In gioventù, Obama è stato allevato ed educato come un musulmano. Suo padre e il suo patrigno erano musulmani. Quando Obama frequentava una scuola cattolica in Indonesia era registrato come cittadino indonesiano e “musulmano”. Nelle scuole pubbliche era identificato come praticante l’islam. Con il nome di “Barry Soetoro” era obbligato a prendere lezioni di dottrina islamica quotidiane, a recitare preghiere, a studiare il Corano e a imparare l’arabo. I suoi vecchi compagni di classe e insegnanti lo ricordano come un musulmano devoto.
Per esempio, Rony Amir, un amico di infanzia del giovane "Barry", ha descritto Obama come «un tempo del tutto devoto all’Islam». «All’epoca, lo invitavamo spesso nella camera di preghiera attigua alla casa», ha detto Amir. «Quando vestiva il sarong [un indumento che si indossa attorno alla vita in occasioni particolari o per cerimonie religiose] sembrava davvero buffo».
E la simpatia di Obama per la cultura islamica non si limita agli anni della giovinezza. In un’intervista al New York Times, Obama descriveva l’appello musulmano alla preghiera come «uno dei suoni più belli che si possono ascoltare al tramonto sulla Terra». Il Times notava anche Obama recitava i primi versi dell’appello musulmano alla preghiera «con un accento [arabo] ineccepibile». Questi alcuni dei primi versi:
«Allah è il Supremo!
Allah è il Supremo!
Allah è il Supremo!
Allah è il Supremo!
Testimonio che non c’è altro dio se non Allah
Testimonio che non c’è altro dio se non Allah
Testimonio che Maometto è il suo profeta…».
Obama sostiene di essere un cristiano praticante. Eppure, non si può negare che il suo retaggio musulmano e il suo background islamico influenzino i suoi pensieri e le sue azioni. Culturalmente, è il primo Presidente musulmano d’America. Si rifiuta di ammettere che c’è una guerra contro il terrorismo islamistico; il suo consigliere per le attività di antiterrorismo, John Brennan, nega addirittura che il jihad è un motore per l’estremismo musulmano; in pubblico critica aspramente Israele perché costruisce alloggi per ebrei a Gerusalemme Est; poi invita all’“impegno” e al “dialogo” con l’Iran; cerca un riavvicinamento con la Siria, facendo finta di non vedere i suoi rapporti con Teheran e con Hezbollah; sta spingendo le truppe statunitensi fuori dall’Iraq prima del tempo e imponendo regole d’ingaggio talmente paralizzanti, che la vittoria in Afghanistan è pressoché impossibile, e questo per paura che dei civili vengano uccisi e di “far infuriare” i musulmani; chiede che Gitmo [Guantanamo] sia chiusa e vuole che terroristi come Khalid Sheikh Mohammed, la mente dell’11 settembre, siano processati da tribunali civili; ha ordinato che la missione “prioritaria” della NASA non sia l’esplorazione dello spazio, ma l’estensione al mondo islamico; infine abbraccia in maniera adamantina la causa dello Stato palestinese, sebbene ciò comporti un rischio mortale per Israele.
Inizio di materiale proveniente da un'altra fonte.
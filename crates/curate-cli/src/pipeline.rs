//! Command pipelines.
//!
//! `prepare` runs the stages in a fixed order:
//!
//! ```text
//! load -> filter -> exclude -> drop missing -> normalize -> recode
//!      -> sample -> add root -> move | migrate -> rename -> write
//! ```
//!
//! Each stage is skipped when its options are unset.

use std::collections::BTreeMap;
use std::path::{Path, PathBuf};

use anyhow::{Context, Result, bail};
use curate_ingest::{LABEL_COLUMN, ScanOptions, scan_labelled_files};
use curate_map::{
    DictionarySet, LabelMap, LabelNormalizer, NormalizerOptions, RecodeTable, load_label_map,
    load_numeric_map, unmatched_keys,
};
use curate_model::{ColumnConfig, MatchMode, UnmappedPolicy};
use curate_output::{DelimitedOptions, write_delimited, write_json_indented};
use curate_relocate::CredentialProvider;
use curate_store::MetadataStore;
use indicatif::ProgressBar;
use tracing::{info, info_span, warn};

use crate::types::{
    DictionaryRow, PrepareResult, RecodeResult, RelocationSummary, ScanResult, StageCount,
};

/// Label normalization settings.
#[derive(Debug, Clone)]
pub struct NormalizeOptions {
    /// Acronym root holding `absolute/` and `relative/` dictionaries.
    pub acronyms: PathBuf,
    pub mode: MatchMode,
    pub policy: UnmappedPolicy,
    pub diagnostics_dir: Option<PathBuf>,
}

#[derive(Debug, Clone, Default)]
pub enum RecodeOptions {
    #[default]
    Off,
    /// Ids from a canonical -> id JSON map. `labels` maps canonical labels to
    /// the labels found in the store and is only allowed without
    /// normalization; otherwise each present label maps to itself.
    Numeric {
        numeric: PathBuf,
        labels: Option<PathBuf>,
    },
    /// Ids `0..N-1` over the sorted labels present after normalization,
    /// written to `output`.
    LabelIndex { output: PathBuf },
}

#[derive(Debug, Clone, Copy, PartialEq, Eq)]
pub struct SampleOptions {
    pub per_label: usize,
    pub seed: Option<u64>,
}

#[derive(Debug, Clone, Default)]
pub enum Relocation {
    #[default]
    Keep,
    Move(PathBuf),
    /// Remote directory on the host named by the credential provider.
    Migrate(String),
}

#[derive(Debug, Clone)]
pub struct PrepareOptions {
    pub metadata: PathBuf,
    pub separator: u8,
    pub columns: ColumnConfig,
    pub filters: Vec<(String, String)>,
    pub excludes: Vec<(String, String)>,
    pub exclude_containing: Vec<(String, String)>,
    /// Columns that must not be missing. An empty list skips the stage.
    pub drop_missing: Vec<String>,
    pub normalize: Option<NormalizeOptions>,
    /// Drop rows whose label is null after normalization or recoding.
    pub drop_unmapped: bool,
    pub recode: RecodeOptions,
    pub sample: Option<SampleOptions>,
    pub root: Option<PathBuf>,
    pub relocation: Relocation,
    pub renames: BTreeMap<String, String>,
    pub output: PathBuf,
    pub write: DelimitedOptions,
}

impl PrepareOptions {
    pub fn new(metadata: impl Into<PathBuf>, output: impl Into<PathBuf>) -> Self {
        Self {
            metadata: metadata.into(),
            separator: b',',
            columns: ColumnConfig::default(),
            filters: Vec::new(),
            excludes: Vec::new(),
            exclude_containing: Vec::new(),
            drop_missing: Vec::new(),
            normalize: None,
            drop_unmapped: false,
            recode: RecodeOptions::Off,
            sample: None,
            root: None,
            relocation: Relocation::Keep,
            renames: BTreeMap::new(),
            output: output.into(),
            write: DelimitedOptions::default(),
        }
    }
}

struct StageLog {
    stages: Vec<StageCount>,
}

impl StageLog {
    fn record(&mut self, stage: impl Into<String>, removed: usize, store: &MetadataStore) {
        self.stages.push(StageCount {
            stage: stage.into(),
            removed,
            remaining: store.height(),
        });
    }
}

/// Runs the `prepare` pipeline.
///
/// `provider` is only consulted for [`Relocation::Migrate`].
pub fn run_prepare(
    options: &PrepareOptions,
    provider: &mut dyn CredentialProvider,
    progress: &ProgressBar,
) -> Result<PrepareResult> {
    let span = info_span!("prepare", metadata = %options.metadata.display());
    let _guard = span.enter();

    if options.normalize.is_some()
        && matches!(&options.recode, RecodeOptions::Numeric { labels: Some(_), .. })
    {
        bail!("a label map cannot be combined with normalization");
    }

    let mut store = MetadataStore::from_csv(
        &options.metadata,
        options.separator,
        options.columns.clone(),
    )
    .context("load metadata")?;
    let source_rows = store.height();
    let mut log = StageLog { stages: Vec::new() };

    for (column, value) in &options.filters {
        let removed = store.filter_by_key(column, value)?;
        log.record(format!("filter {column}"), removed, &store);
    }
    for (column, value) in &options.excludes {
        let removed = store.exclude_by_key(column, value)?;
        log.record(format!("exclude {column}"), removed, &store);
    }
    for (column, keyword) in &options.exclude_containing {
        let removed = store.exclude_containing(column, keyword)?;
        log.record(format!("exclude keyword in {column}"), removed, &store);
    }
    if !options.drop_missing.is_empty() {
        let removed = store.remove_nan(Some(options.drop_missing.as_slice()))?;
        log.record("drop missing", removed, &store);
    }

    let normalization = match &options.normalize {
        Some(normalize) => {
            let dictionaries = DictionarySet::load(&normalize.acronyms)
                .with_context(|| format!("load dictionaries from {}", normalize.acronyms.display()))?;
            let normalizer_options = NormalizerOptions::default()
                .with_mode(normalize.mode)
                .with_diagnostics_dir(normalize.diagnostics_dir.clone());
            let mut normalizer = LabelNormalizer::new(dictionaries, normalizer_options);
            let report = store.relabel(&mut normalizer, normalize.policy)?;
            if options.drop_unmapped {
                drop_null_labels(&mut store, &mut log, "drop unmapped")?;
            }
            Some(report)
        }
        None => None,
    };

    let (missing_ids, label_index) = recode(&mut store, &options.recode)?;
    if !matches!(options.recode, RecodeOptions::Off) && options.drop_unmapped {
        drop_null_labels(&mut store, &mut log, "drop without id")?;
    }

    if let Some(sample) = options.sample {
        let removed = store.sample_per_label(sample.per_label, sample.seed)?;
        log.record(format!("sample {} per label", sample.per_label), removed, &store);
    }

    if let Some(root) = &options.root {
        store.add_root_to_path(root)?;
    }

    let relocation = match &options.relocation {
        Relocation::Keep => None,
        Relocation::Move(target) => {
            let failed = store
                .move_files(target, progress)
                .with_context(|| format!("move files to {}", target.display()))?;
            Some(RelocationSummary {
                target: target.display().to_string(),
                relocated: store.height() - failed,
                failed,
            })
        }
        Relocation::Migrate(remote_root) => {
            let failed = store
                .migrate_files(provider, remote_root, progress)
                .with_context(|| format!("migrate files to {remote_root}"))?;
            Some(RelocationSummary {
                target: remote_root.clone(),
                relocated: store.height() - failed,
                failed,
            })
        }
    };

    if !options.renames.is_empty() {
        store.rename_columns(&options.renames)?;
    }

    let output = store
        .write(&options.output, &options.write)
        .with_context(|| format!("write {}", options.output.display()))?;
    info!(
        path = %output.display(),
        rows = store.height(),
        "wrote processed metadata"
    );

    Ok(PrepareResult {
        source_rows,
        stages: log.stages,
        normalization,
        missing_ids,
        label_index,
        relocation,
        output,
        output_rows: store.height(),
    })
}

fn drop_null_labels(store: &mut MetadataStore, log: &mut StageLog, stage: &str) -> Result<()> {
    let label = [store.columns().label.clone()];
    let removed = store.remove_nan(Some(label.as_slice()))?;
    log.record(stage, removed, store);
    Ok(())
}

fn recode(
    store: &mut MetadataStore,
    options: &RecodeOptions,
) -> Result<(Vec<String>, Option<PathBuf>)> {
    let (labels, numeric, index_path) = match options {
        RecodeOptions::Off => return Ok((Vec::new(), None)),
        RecodeOptions::Numeric { numeric, labels } => {
            let numeric = load_numeric_map(numeric)
                .with_context(|| format!("load numeric map {}", numeric.display()))?;
            let labels = match labels {
                Some(path) => load_label_map(path)
                    .with_context(|| format!("load label map {}", path.display()))?,
                None => identity_map(store)?,
            };
            let unmatched = unmatched_keys(&labels, &numeric);
            if !unmatched.is_empty() {
                warn!(keys = unmatched.len(), "label and numeric maps disagree");
            }
            (labels, numeric, None)
        }
        RecodeOptions::LabelIndex { output } => {
            let index = store.label_index()?;
            let path = write_json_indented(output, &index)
                .with_context(|| format!("write label index {}", output.display()))?;
            info!(labels = index.len(), path = %path.display(), "wrote label index");
            (identity_map(store)?, index, Some(path))
        }
    };
    let table = RecodeTable::compose(&labels, &numeric);
    let missing = store.recode_labels(&table)?;
    Ok((missing, index_path))
}

/// Each label present in the store mapped to itself.
fn identity_map(store: &MetadataStore) -> Result<LabelMap> {
    Ok(store
        .unique_labels()?
        .into_iter()
        .map(|label| (label.clone(), vec![label]))
        .collect())
}

/// Canonical labels and entry counts of an acronym root.
pub fn list_dictionaries(root: &Path) -> Result<Vec<DictionaryRow>> {
    let set = DictionarySet::load(root)
        .with_context(|| format!("load dictionaries from {}", root.display()))?;
    let mut rows = Vec::new();
    for (mode, dictionary) in [("absolute", &set.absolute), ("relative", &set.relative)] {
        for (label, entries) in dictionary.entries() {
            rows.push(DictionaryRow {
                mode,
                label: label.clone(),
                entries: entries.len(),
            });
        }
    }
    Ok(rows)
}

/// Composes a label map and a numeric map into an id -> labels JSON file.
pub fn compose_maps(labels: &Path, numeric: &Path, output: &Path) -> Result<RecodeResult> {
    let labels = load_label_map(labels)
        .with_context(|| format!("load label map {}", labels.display()))?;
    let numeric = load_numeric_map(numeric)
        .with_context(|| format!("load numeric map {}", numeric.display()))?;
    let unmatched = unmatched_keys(&labels, &numeric);
    if !unmatched.is_empty() {
        warn!(keys = unmatched.len(), "keys present in only one map were dropped");
    }

    let table = RecodeTable::compose(&labels, &numeric);
    let output = write_json_indented(output, table.ids())
        .with_context(|| format!("write recode table {}", output.display()))?;
    Ok(RecodeResult {
        output,
        ids: table.len(),
        raw_labels: table.ids().values().map(Vec::len).sum(),
        unmatched,
    })
}

/// Scans `root` for labelled files and writes the `file_path,label` table.
pub fn scan_to_file(
    root: &Path,
    options: &ScanOptions,
    output: &Path,
    write: &DelimitedOptions,
) -> Result<ScanResult> {
    let frame = scan_labelled_files(root, options)
        .with_context(|| format!("scan {}", root.display()))?;

    let mut per_label: BTreeMap<String, usize> = BTreeMap::new();
    for label in curate_common::column_values(&frame, LABEL_COLUMN)?
        .into_iter()
        .flatten()
    {
        *per_label.entry(label).or_default() += 1;
    }

    let output = write_delimited(&frame, output, write)
        .with_context(|| format!("write {}", output.display()))?;
    Ok(ScanResult {
        output,
        files: frame.height(),
        per_label: per_label.into_iter().collect(),
    })
}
In breve, Obama cerca di coccolare il mondo islamico: il risultato è che l’Iran è a un passo dal procurarsi la bomba: il presidente iraniano Mahmoud Ahmadinejad – come tutti I fanatici – fa sul serio. Ha giurato di ammazzare tutti gli ebrei d’Israele una volta per tutte.
Obama non ha la stoffa del grandioso pacificatore. Piuttosto è un ingenuo, sciocco sinistrorso che, accecato dai suoi paraocchi ideologici, fa esattamente il gioco che da lui si aspettano i nemici dell’America dalle mani insanguinate.
['articolo è stato pubblicato su The Washington Times l'8 luglio 2010].